In [117]:
import pandas as pd
import numpy as np

In [118]:
df = pd.read_csv('data/Hitters.csv')

In [119]:
df = df.replace('?', np.nan) # assume ? is na value
full_df = df # df without dropped values, bad stuff should only in salary
df = df.dropna()

In [120]:
qual = ['League', 'Division', 'NewLeague']

for q in qual:
    vals = df[q].unique()
    df.loc[:, [q]] = df[q].map({key: index for index, key in enumerate(vals)})

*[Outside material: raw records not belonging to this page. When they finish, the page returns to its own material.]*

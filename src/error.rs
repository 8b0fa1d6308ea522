//! Error types for the cache server
//!
//! Request-level failures, rejected before a request reaches the cache.
//! The cache itself never fails: a miss is an outcome, not an error.

use axum::{
    http::StatusCode,
    response::{IntoResponse, Response},
    Json,
};
use thiserror::Error;

use crate::models::ErrorResponse;

// == Usage Hints ==
const GET_USAGE: &str = "GET /api/cache?key=yourkey";
const SET_USAGE: &str = "POST /api/cache?key=yourkey&ttl=300 with the value as the request body";
const DELETE_USAGE: &str = "DELETE /api/cache?key=yourkey";

/// Which cache operation a request was aimed at, for usage hints.
#[derive(Debug, Clone, Copy, PartialEq, Eq)]
pub enum Operation {
    Get,
    Set,
    Delete,
}

impl Operation {
    fn usage(self) -> &'static str {
        match self {
            Operation::Get => GET_USAGE,
            Operation::Set => SET_USAGE,
            Operation::Delete => DELETE_USAGE,
        }
    }
}

// == Api Error Enum ==
/// Unified error type for the HTTP layer.
#[derive(Error, Debug)]
pub enum ApiError {
    /// `key` query parameter absent or empty
    #[error("Key parameter is required")]
    MissingKey(Operation),

    /// POST/PUT without a body
    #[error("Request body is required for cache value")]
    EmptyBody,

    /// `ttl` query parameter out of range
    #[error("Invalid TTL: {0}")]
    InvalidTtl(String),

    /// Method other than GET, POST, PUT, DELETE
    #[error("Unsupported HTTP method")]
    UnsupportedMethod,
}

// == IntoResponse Implementation ==
impl IntoResponse for ApiError {
    fn into_response(self) -> Response {
        let message = self.to_string();
        let (status, body) = match &self {
            ApiError::MissingKey(op) => (
                StatusCode::BAD_REQUEST,
                ErrorResponse::new(message).with_usage(op.usage()),
            ),
            ApiError::EmptyBody => (
                StatusCode::BAD_REQUEST,
                ErrorResponse::new(message)
                    .with_usage("POST with JSON body containing the value to cache"),
            ),
            ApiError::InvalidTtl(_) => (
                StatusCode::BAD_REQUEST,
                ErrorResponse::new(message).with_usage(SET_USAGE),
            ),
            ApiError::UnsupportedMethod => (StatusCode::BAD_REQUEST, ErrorResponse::new(message)),
        };

        (status, Json(body)).into_response()
    }
}

// == Result Type Alias ==
/// Convenience Result type for the cache server.
pub type Result<T> = std::result::Result<T, ApiError>;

A value is trying to be set on a copy of a slice from a DataFrame.
Try using .loc[row_indexer,col_indexer] = value instead

See the caveats in the documentation: https://pandas.pydata.org/pandas-docs/stable/user_guide/indexing.html#returning-a-view-versus-a-copy
  df.loc[:, [q]] = df[q].map({key: index for index, key in enumerate(vals)})
A value is trying to be set on a copy of a slice from a DataFrame.
Try using .loc[row_indexer,col_indexer] = value instead

See the caveats in the documentation: https://pandas.pydata.org/pandas-docs/stable/user_guide/indexing.html#returning-a-view-versus-a-copy
  df.loc[:, [q]] = df[q].map({key: index for index, key in enumerate(vals)})
A value is trying to be set on a copy of a slice from a DataFrame.
Try using .loc[row_indexer,col_indexer] = value instead

See the caveats in the documentation: https://pandas.pydata.org/pandas-docs/stable/user_guide/indexing.html#returning-a-view-versus-a-copy
  df.loc[:, [q]] = df[q].map({key: index for index, key i

In [188]:
import itertools
import sklearn
import statsmodels.api as sm
import time
from multiprocessing import Pool

In [189]:
y = df['Salary']
x = df.drop(['Salary'], axis=1).astype('float64')
# set the variables you want to use

In [200]:
# subset selection, don't run this it'll take forever
def calc_subset(feature_set, x, y):
    data = x[list(feature_set)]
    data = sm.add_constant(data)
    model = sm.OLS(y, data)
    result = model.fit()
    residuals = y - result.predict(data)
    error = (residuals * residuals).sum()
    return {'model': result, 'features': list(feature_set), 'rss': error}

def split(a, n): # if i were using processes, i could split using this
    k, m = divmod(len(a), n)
    return list(a[i * k + min(i, m):(i + 1) * k + min(i + 1, m)] for i in range(n))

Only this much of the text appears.